I fear little in the end except myself

"There is one thing a hero and a coward have in common. That is fear." - Unknown

There are many times I can say others have scared me, or that I have been in situations where external conditions were frightening. As a runaway teen, those experiences were not infrequent. But in the end, the most terrifying thing I have ever faced is myself.

Cliche, no? But true. The life-long lesson of learning how not to self-sabatoge, how not to hurt myself, and how to make the effort, every day, simply to get up and get moving has been more difficult than I can articulate. There are wonderous things I have learned through this. Survival is not something that concerns me - I know I will always find a way to make it. I will not be on the street. I will not be without food. I will not be alone and without resources. I have utter confidence in that, it is not even a question.

But it is not belief in God or love or strength that I know these things from, it is simply lived experience. It is in those moments I am not afraid because I know who I am. And I am, at my core, someone who has never died, who has faltered and stumbled and come crashing down, breaking all limbs in my spirit, but have continued to limp forward. Life hurts, but the only alternative is suicide. That is not an option.

And so what else is there to do but keep living?

To my occasional surprise, those are the moments when other people are also not afraid, but they sometimes lend that strength to God, to their family, to some other outside source. I want to shake these people and tell them that their ability to keep going is thiers.

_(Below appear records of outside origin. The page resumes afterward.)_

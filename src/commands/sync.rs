//! Pushes the active transactions to the remote collection.
//!
//! A sync is a full replacement: every item the remote holds is deleted, then every active
//! transaction is posted. The steps are not atomic. If one fails the sync stops where it is and
//! whatever was already deleted or posted stays that way.

use crate::api::{self, Mode, Remote, RemotePayload};
use crate::commands::{plural, Out};
use crate::config::parse_sync_url;
use crate::db::Db;
use crate::error::{ErrorType, IntoResult};
use crate::model::TypeFilter;
use crate::{Config, Result};
use anyhow::{anyhow, Context};
use serde::{Deserialize, Serialize};
use tracing::{debug, info};

/// What a successful sync did.
#[derive(Debug, Default, Clone, Copy, Eq, PartialEq, Serialize, Deserialize)]
pub struct SyncReport {
    /// Number of remote items deleted.
    pub deleted: usize,
    /// Number of local transactions posted.
    pub posted: usize,
}

/// Replaces the contents of the remote collection with the active transactions.
///
/// `url` takes precedence over the `sync_url` in `config.json`. In `Mode::Testing` an in-memory
/// collection is used and no requests are made.
///
/// # Errors
///
/// - A config error if no URL is given or configured, or the URL is not http or https.
/// - A sync error, with the message "Sync failed", if any step fails.
pub async fn sync(config: Config, url: Option<&str>, mode: Mode) -> Result<Out<SyncReport>> {
    let url = url
        .or(config.sync_url())
        .ok_or_else(|| {
            anyhow!("No sync URL, pass --url or run 'expense init --sync-url' to configure one")
        })
        .and_then(parse_sync_url)
        .pub_result(ErrorType::Config)?;

    info!("Syncing to {url}");
    let mut remote = api::remote(url, mode);
    let report = run_sync(config.db(), remote.as_mut())
        .await
        .context("Sync failed")
        .pub_result(ErrorType::Sync)?;

    let message = format!(
        "Sync complete: deleted {}, posted {}",
        plural(report.deleted, "remote item"),
        plural(report.posted, "transaction"),
    );
    Ok(Out::new(message, report))
}

/// The steps of a sync, in order. Each remote call is awaited before the next is made.
pub(crate) async fn run_sync(db: &Db, remote: &mut (dyn Remote + Send)) -> Result<SyncReport> {
    let mut report = SyncReport::default();

    let existing = remote
        .list()
        .await
        .context("Unable to list the remote collection")?;
    debug!("The remote collection has {} items", existing.len());

    for item in &existing {
        remote
            .delete(&item.id)
            .await
            .with_context(|| format!("Unable to delete remote item {}", item.id))?;
        report.deleted += 1;
    }

    let active = db
        .list_active(None, TypeFilter::All)
        .await
        .context("Unable to read the active transactions")?;
    debug!("Posting {} active transactions", active.len());

    for transaction in &active {
        remote
            .create(&RemotePayload::from(transaction))
            .await
            .with_context(|| format!("Unable to post transaction {}", transaction.id()))?;
        report.posted += 1;
    }

    Ok(report)
}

It is proven by their efforts.

Don't give the credit away. Don't minimize your efforts. You are strong. You will survive. You know this. Keep knowing it.

And yet there are the moments where I fear survival is all I am capable of. Yes, there is strength in coming back from the brink of utter destitution multiple times, but am I able to find a life several miles away from the edge of the cliff, not simply skirting its edges? Yes, the knowledge of where every food bank in any given city I've lived in is useful, but am I able to make enough money to reliably feed myself? I write beautifully, but am I disciplined enough to make it count for something other than scrawls on a dying website?

I do not always know. Maybe survival itself gets in the way. Maslow's Heirachy and all that. I can look at myself and feel compassion for the struggles. But often I look at myself and wonder if I am simply not capable.

I always say nothing happens in a vacuum. All things are brought round to you through others. This is true. But if others are a part of the equation, then so is the self.

If knowing is half the battle.....then what does one do with the other half?????

That is the question that frightens me the most. It is a question in which the answer lies soley in myself. There is no study guide. There are no Spark Notes. Only I can answer it.

And sometimes I fear I will never have the answer at all.